Dataset records

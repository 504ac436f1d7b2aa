//! Balance mutations and the `wallet_transactions` display ledger.
//!
//! Every change to `users.balance` is a single conditional
//! `UPDATE ... SET balance = balance + $delta` so Postgres row locking
//! serializes concurrent writers on the same user. Application code never
//! reads a balance and writes it back.

use nexus_core::types::{Amount, DbId};
use rust_decimal::Decimal;
use sqlx::{PgConnection, PgPool};

use crate::models::wallet_transaction::{
    BalanceAdjustment, CreateWalletTransaction, WalletTransaction,
};

/// Column list shared across queries to avoid repetition.
const TX_COLUMNS: &str = "id, user_id, kind, amount, description, reference, created_at";

/// Default page size for transaction history.
pub const DEFAULT_HISTORY_LIMIT: i64 = 100;

/// Provides the balance mutation contract and ledger reads.
pub struct WalletRepo;

impl WalletRepo {
    /// Atomically apply `entry.amount` (signed) to a user's balance and
    /// append the matching ledger row.
    ///
    /// Credits always apply. Debits apply only if the resulting balance is
    /// non-negative; otherwise nothing is written and
    /// [`BalanceAdjustment::InsufficientFunds`] reports the current balance.
    pub async fn adjust_balance(
        pool: &PgPool,
        user_id: DbId,
        entry: &CreateWalletTransaction,
    ) -> Result<BalanceAdjustment, sqlx::Error> {
        let mut tx = pool.begin().await?;

        let updated: Option<(Amount,)> = sqlx::query_as(
            "UPDATE users SET balance = balance + $2
             WHERE id = $1 AND ($2 >= 0 OR balance + $2 >= 0)
             RETURNING balance",
        )
        .bind(user_id)
        .bind(entry.amount)
        .fetch_optional(&mut *tx)
        .await?;

        let Some((balance,)) = updated else {
            let current = Self::current_balance(&mut *tx, user_id).await?;
            tx.rollback().await?;
            return Ok(match current {
                Some(balance) => BalanceAdjustment::InsufficientFunds { balance },
                None => BalanceAdjustment::UserNotFound,
            });
        };

        Self::insert_transaction(&mut *tx, user_id, entry).await?;
        tx.commit().await?;

        tracing::debug!(user_id, delta = %entry.amount, %balance, "Balance adjusted");
        Ok(BalanceAdjustment::Applied { balance })
    }

    /// List a user's ledger rows, newest first.
    pub async fn list_transactions(
        pool: &PgPool,
        user_id: DbId,
        limit: i64,
    ) -> Result<Vec<WalletTransaction>, sqlx::Error> {
        let query = format!(
            "SELECT {TX_COLUMNS} FROM wallet_transactions
             WHERE user_id = $1
             ORDER BY created_at DESC, id DESC
             LIMIT $2"
        );
        sqlx::query_as::<_, WalletTransaction>(&query)
            .bind(user_id)
            .bind(limit)
            .fetch_all(pool)
            .await
    }

    // -----------------------------------------------------------------------
    // Unit-of-work building blocks (run inside a caller's transaction)
    // -----------------------------------------------------------------------

    /// Credit the user owning `email`. Returns `(user_id, new_balance)`, or
    /// `None` if no user has that email.
    pub(crate) async fn credit_by_email(
        conn: &mut PgConnection,
        email: &str,
        amount: Amount,
    ) -> Result<Option<(DbId, Amount)>, sqlx::Error> {
        sqlx::query_as(
            "UPDATE users SET balance = balance + $2
             WHERE email = $1
             RETURNING id, balance",
        )
        .bind(email)
        .bind(amount)
        .fetch_optional(conn)
        .await
    }

    /// Debit `price` if the balance covers it. Returns the new balance, or
    /// `None` if the user is missing or the balance is too low.
    pub(crate) async fn debit_if_covered(
        conn: &mut PgConnection,
        user_id: DbId,
        price: Amount,
    ) -> Result<Option<Amount>, sqlx::Error> {
        let row: Option<(Amount,)> = sqlx::query_as(
            "UPDATE users SET balance = balance - $2
             WHERE id = $1 AND balance >= $2
             RETURNING balance",
        )
        .bind(user_id)
        .bind(price)
        .fetch_optional(conn)
        .await?;
        Ok(row.map(|(balance,)| balance))
    }

    pub(crate) async fn current_balance(
        conn: &mut PgConnection,
        user_id: DbId,
    ) -> Result<Option<Amount>, sqlx::Error> {
        let row: Option<(Amount,)> = sqlx::query_as("SELECT balance FROM users WHERE id = $1")
            .bind(user_id)
            .fetch_optional(conn)
            .await?;
        Ok(row.map(|(balance,)| balance))
    }

    pub(crate) async fn insert_transaction(
        conn: &mut PgConnection,
        user_id: DbId,
        entry: &CreateWalletTransaction,
    ) -> Result<(), sqlx::Error> {
        debug_assert!(entry.amount != Decimal::ZERO, "ledger rows must move money");
        sqlx::query(
            "INSERT INTO wallet_transactions (user_id, kind, amount, description, reference)
             VALUES ($1, $2, $3, $4, $5)",
        )
        .bind(user_id)
        .bind(entry.kind.as_str())
        .bind(entry.amount)
        .bind(&entry.description)
        .bind(&entry.reference)
        .execute(conn)
        .await?;
        Ok(())
    }
}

▶ _Exercise details_:
Nothing but a number is expected here: the number of lines above that hold the word "WHERE".

▶ _Your solution_:
5